危うく彼女の白いうなじに歯を立てそうになって、ハッと我に返った。慌てて口を閉じて彼女の首筋にくちびるだけを当て、息を吐く。

行為中、そんなふうに熱に浮かされて彼女を傷つけそうになることが、少なからずあった。そのたびに何度も自分を律して歯を食いしばった。

「あの……あのね、嫌だったらいいんだけど」

ある夜、薄着で涼む彼女が私の服の裾をちょこんと摘んだ。どうしたの、と振り返って顔を覗き込めば、彼女はちょっと言いにくそうに口を動かす。

「……どこでもいいんだけど、ね、キスマークつけてほしいなって」
「えっ」

 私がつい声をもらすと、彼女は誤魔化すように笑って言葉を撤回しようとする。何か言い訳をしようとする彼女の言葉を素通りして、細い肩に手を置いた。

「私も、よく君の肌に痕を残したいと思うよ」
「んぇ、あ、そうなの? 良かった、じゃあ……」
「でも、どうしてかな、どうしても君の肌を汚してしまいたくないからいつも直前で思い留まるんだ」

彼女は私の言葉を聞いて、一瞬、くちびるを食む。
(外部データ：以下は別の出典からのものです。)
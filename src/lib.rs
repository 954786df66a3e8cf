// src/lib.rs
//! bookshelf library: incrementally loads a filterable, paginated book catalog.
//!
//! # Public API
//!
//! The library exposes types organized by concern:
//! - **Error handling**: `AppError`, `ValidationError`
//! - **Configuration**: `CatalogConfig`, `CommandLineInput`
//! - **Domain types**: `Query`, `QueryKey`, `Cursor`, `Book`, `Page`, `FetchState`
//! - **API client**: `BookSource`, `BookHttpClient`, parsers
//! - **Catalog core**: `Debouncer`, `PaginatedQueryCache`, `ScrollFetchController`,
//!   `CatalogSession`, `CatalogView`

pub mod api;
pub mod catalog;
pub mod config;
pub mod constants;
pub mod debounce;
pub mod error;
pub mod error_recovery;
pub mod listing;
pub mod types;

// --- Error Handling ---
pub use crate::error::AppError;
pub use crate::types::ValidationError;

// --- Configuration ---
pub use crate::config::{CatalogConfig, CommandLineInput};

// --- Domain Types ---
pub use crate::types::{Book, Cursor, FetchState, Page, Query, QueryKey, Review};

// --- API Client ---
pub use crate::api::{
    parser::{parse_books_body, parse_books_response},
    BookHttpClient, BookSource, RemotePage,
};

// --- Catalog Core ---
pub use crate::catalog::{
    CacheOptions, CatalogSession, CatalogView, FetchOutcome, IgnoreReason, PaginatedQueryCache,
    ScrollFetchController, SkipReason, Trigger, Visibility,
};
pub use crate::debounce::Debouncer;
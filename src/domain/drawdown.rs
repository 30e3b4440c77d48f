//! Running-peak drawdown series and drawdown episodes.
//!
//! The running peak is the only sequential state; it is threaded through an
//! explicit fold so any sub-range can be continued from a known peak.

use chrono::{DateTime, Utc};
use serde::Serialize;

use super::chart::Timestamped;
use super::portfolio::EquityPoint;

#[derive(Debug, Clone, PartialEq, Serialize)]
pub struct DrawdownPoint {
    pub timestamp: DateTime<Utc>,
    /// Percent below the running peak; never positive.
    pub drawdown: f64,
}

impl Timestamped for DrawdownPoint {
    fn timestamp(&self) -> DateTime<Utc> {
        self.timestamp
    }
}

/// One step of the fold: returns the updated peak and the drawdown at
/// `equity`. A non-positive peak yields 0.
pub fn drawdown_step(peak: f64, equity: f64) -> (f64, f64) {
    let peak = peak.max(equity);
    let drawdown = if peak > 0.0 {
        (equity - peak) / peak * 100.0
    } else {
        0.0
    };
    (peak, drawdown)
}

/// Drawdown over `equity` starting from `start_peak`. Returns the series and
/// the peak after the last point, which is the `start_peak` for the next
/// contiguous range.
pub fn drawdown_series_from(equity: &[EquityPoint], start_peak: f64) -> (Vec<DrawdownPoint>, f64) {
    equity.iter().fold(
        (Vec::with_capacity(equity.len()), start_peak),
        |(mut out, peak), point| {
            let (peak, drawdown) = drawdown_step(peak, point.equity);
            out.push(DrawdownPoint {
                timestamp: point.timestamp,
                drawdown,
            });
            (out, peak)
        },
    )
}

pub fn drawdown_series(equity: &[EquityPoint]) -> Vec<DrawdownPoint> {
    drawdown_series_from(equity, 0.0).0
}

/// Deepest drawdown in the series (most negative), or 0 when empty.
pub fn max_drawdown(series: &[DrawdownPoint]) -> f64 {
    series.iter().map(|p| p.drawdown).fold(0.0, f64::min)
}

/// A peak-to-trough-to-recovery episode.
#[derive(Debug, Clone, PartialEq, Serialize)]
pub struct DrawdownPeriod {
    pub start: DateTime<Utc>,
    pub trough: DateTime<Utc>,
    pub end: Option<DateTime<Utc>>,
    /// Depth below the peak in percent, as a positive number.
    pub depth_pct: f64,
    pub peak_equity: f64,
    pub trough_equity: f64,
    pub duration_days: i64,
    pub recovery_days: Option<i64>,
}

impl DrawdownPeriod {
    pub fn recovered(&self) -> bool {
        self.end.is_some()
    }
}

struct OpenPeriod {
    start: DateTime<Utc>,
    peak_equity: f64,
    trough: DateTime<Utc>,
    trough_equity: f64,
}

impl OpenPeriod {
    fn close(self, end: Option<DateTime<Utc>>, last_seen: DateTime<Utc>) -> DrawdownPeriod {
        let until = end.unwrap_or(last_seen);
        DrawdownPeriod {
            start: self.start,
            trough: self.trough,
            end,
            depth_pct: (self.peak_equity - self.trough_equity) / self.peak_equity * 100.0,
            peak_equity: self.peak_equity,
            trough_equity: self.trough_equity,
            duration_days: (until - self.start).num_days(),
            recovery_days: end.map(|e| (e - self.trough).num_days()),
        }
    }
}

/// Split the equity curve into drawdown episodes. An episode opens at the
/// last peak when equity first falls below it and closes when equity gets
/// back to the peak; a trailing episode stays open (`end == None`).
pub fn drawdown_periods(equity: &[EquityPoint]) -> Vec<DrawdownPeriod> {
    let mut periods = Vec::new();
    let mut peak = 0.0_f64;
    let mut peak_ts: Option<DateTime<Utc>> = None;
    let mut open: Option<OpenPeriod> = None;

    for point in equity {
        if point.equity >= peak {
            if let Some(period) = open.take() {
                periods.push(period.close(Some(point.timestamp), point.timestamp));
            }
            peak = point.equity;
            peak_ts = Some(point.timestamp);
            continue;
        }
        if peak <= 0.0 {
            continue;
        }
        match open.as_mut() {
            Some(period) => {
                if point.equity < period.trough_equity {
                    period.trough_equity = point.equity;
                    period.trough = point.timestamp;
                }
            }
            None => {
                open = Some(OpenPeriod {
                    start: peak_ts.unwrap_or(point.timestamp),
                    peak_equity: peak,
                    trough: point.timestamp,
                    trough_equity: point.equity,
                });
            }
        }
    }

    if let (Some(period), Some(last)) = (open, equity.last()) {
        periods.push(period.close(None, last.timestamp));
    }
    periods
}

/// The `n` deepest recovered episodes, deepest first.
pub fn top_recovered(periods: &[DrawdownPeriod], n: usize) -> Vec<DrawdownPeriod> {
    let mut recovered: Vec<DrawdownPeriod> =
        periods.iter().filter(|p| p.recovered()).cloned().collect();
    recovered.sort_by(|a, b| b.depth_pct.total_cmp(&a.depth_pct));
    recovered.truncate(n);
    recovered
}

#[cfg(test)]
mod tests {
    use super::*;
    use approx::assert_relative_eq;
    use chrono::TimeZone;

    fn curve(values: &[f64]) -> Vec<EquityPoint> {
        values
            .iter()
            .enumerate()
            .map(|(i, &v)| EquityPoint {
                timestamp: Utc.with_ymd_and_hms(2024, 1, 1, 0, 0, 0).unwrap()
                    + chrono::Duration::days(i as i64),
                equity: v,
            })
            .collect()
    }

    fn values(series: &[DrawdownPoint]) -> Vec<f64> {
        series.iter().map(|p| p.drawdown).collect()
    }

    #[test]
    fn equity_100_90_95() {
        let dd = values(&drawdown_series(&curve(&[100.0, 90.0, 95.0])));
        assert_relative_eq!(dd[0], 0.0);
        assert_relative_eq!(dd[1], -10.0);
        assert_relative_eq!(dd[2], -5.0);
    }

    #[test]
    fn empty_curve_gives_empty_series() {
        assert!(drawdown_series(&[]).is_empty());
        assert_eq!(max_drawdown(&[]), 0.0);
    }

    #[test]
    fn non_positive_peak_floors_at_zero() {
        let dd = values(&drawdown_series(&curve(&[0.0, -5.0, 0.0])));
        assert_eq!(dd, vec![0.0, 0.0, 0.0]);
    }

    #[test]
    fn zero_at_each_new_high() {
        let dd = values(&drawdown_series(&curve(&[100.0, 120.0, 110.0, 130.0])));
        assert_eq!(dd[0], 0.0);
        assert_eq!(dd[1], 0.0);
        assert!(dd[2] < 0.0);
        assert_eq!(dd[3], 0.0);
    }

    #[test]
    fn sub_range_continues_with_carried_peak() {
        let full = curve(&[100.0, 120.0, 90.0, 100.0, 130.0]);
        let whole = drawdown_series(&full);

        let (head, peak) = drawdown_series_from(&full[..2], 0.0);
        let (tail, _) = drawdown_series_from(&full[2..], peak);
        let joined: Vec<DrawdownPoint> = head.into_iter().chain(tail).collect();
        assert_eq!(joined, whole);

        // Restarting the tail from scratch loses the earlier peak.
        let (fresh, _) = drawdown_series_from(&full[2..], 0.0);
        assert_eq!(fresh[0].drawdown, 0.0);
        assert!(whole[2].drawdown < 0.0);
    }

    #[test]
    fn external_start_peak_applies_to_first_point() {
        let (series, peak) = drawdown_series_from(&curve(&[80.0]), 100.0);
        assert_relative_eq!(series[0].drawdown, -20.0);
        assert_eq!(peak, 100.0);
    }

    #[test]
    fn max_drawdown_is_most_negative() {
        let series = drawdown_series(&curve(&[100.0, 110.0, 90.0, 95.0, 80.0, 100.0]));
        assert_relative_eq!(max_drawdown(&series), (80.0 - 110.0) / 110.0 * 100.0);
    }

    #[test]
    fn periods_split_on_recovery() {
        let eq = curve(&[100.0, 90.0, 80.0, 100.0, 120.0, 110.0, 125.0, 100.0]);
        let periods = drawdown_periods(&eq);
        assert_eq!(periods.len(), 3);

        let first = &periods[0];
        assert_eq!(first.start, eq[0].timestamp);
        assert_eq!(first.trough, eq[2].timestamp);
        assert_eq!(first.end, Some(eq[3].timestamp));
        assert_relative_eq!(first.depth_pct, 20.0);
        assert_eq!(first.duration_days, 3);
        assert_eq!(first.recovery_days, Some(1));

        let second = &periods[1];
        assert_eq!(second.start, eq[4].timestamp);
        assert_relative_eq!(second.peak_equity, 120.0);
        assert_relative_eq!(second.trough_equity, 110.0);

        let last = &periods[2];
        assert!(!last.recovered());
        assert_eq!(last.recovery_days, None);
        assert_eq!(last.duration_days, 1);
        assert_relative_eq!(last.depth_pct, 20.0);
    }

    #[test]
    fn monotonic_curve_has_no_periods() {
        assert!(drawdown_periods(&curve(&[1.0, 2.0, 3.0])).is_empty());
    }

    #[test]
    fn top_recovered_sorts_by_depth_and_skips_open() {
        let eq = curve(&[100.0, 95.0, 100.0, 70.0, 100.0, 90.0, 100.0, 50.0]);
        let periods = drawdown_periods(&eq);
        assert_eq!(periods.len(), 4);

        let top = top_recovered(&periods, 2);
        assert_eq!(top.len(), 2);
        assert_relative_eq!(top[0].depth_pct, 30.0);
        assert_relative_eq!(top[1].depth_pct, 10.0);
        assert!(top.iter().all(DrawdownPeriod::recovered));
    }
}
そうやって言葉に迷ってから、しぼりだすように小さく咽をふるわせた。

「汚れ、なんかじゃないよ……凪砂くんがつけてくれるなら」
「……そう、なのかな。せっかく綺麗なのに、なんだか悪いことをしているみたい」

そっと彼女の頬に手のひらで触れて、首筋、肩、胸もとを順番に撫でた。彼女はくすぐったそうに笑って私にほほ笑みかける。

「悪いことなんかないよ、つけてくれたら私は嬉しい」

 何となく、林檎を目の前にしたアダムかイヴのような気分だった。いいよと言われても、彼女にそう望まれても、何となくいけないことのような気がする。まるで綺麗なシャツに食べものをこぼしてしまうような、真っ白な布にペンキを落とすような。

 私が黙り込むと、彼女は少し不安げな視線を私に向けた。

「嫌だった?」
「……嫌、なのかな。少し気はひけるけど、君が望むなら応えたいな」

また彼女の柔らかな頬にふれて、親指の腹で目の下をなぞる。彼女はするりと私の手に自分の指先を絡め、手のひらに擦り寄った。

「気が進まないなら、別にいいよ。私も言ってみただけだし、凪砂くんがしたいって思わないのなら別に」
「そうなの?」
「うん。そうなの。だから気が向いたら、いつかつけてね」
「……うん。わかった、そうするね」

 つん、と顔を近づけて鼻の先をくっつけると、彼女は幸せそうにくすくす笑った。柔い頬も首筋も胸もとも、今はまだ、綺麗なまま。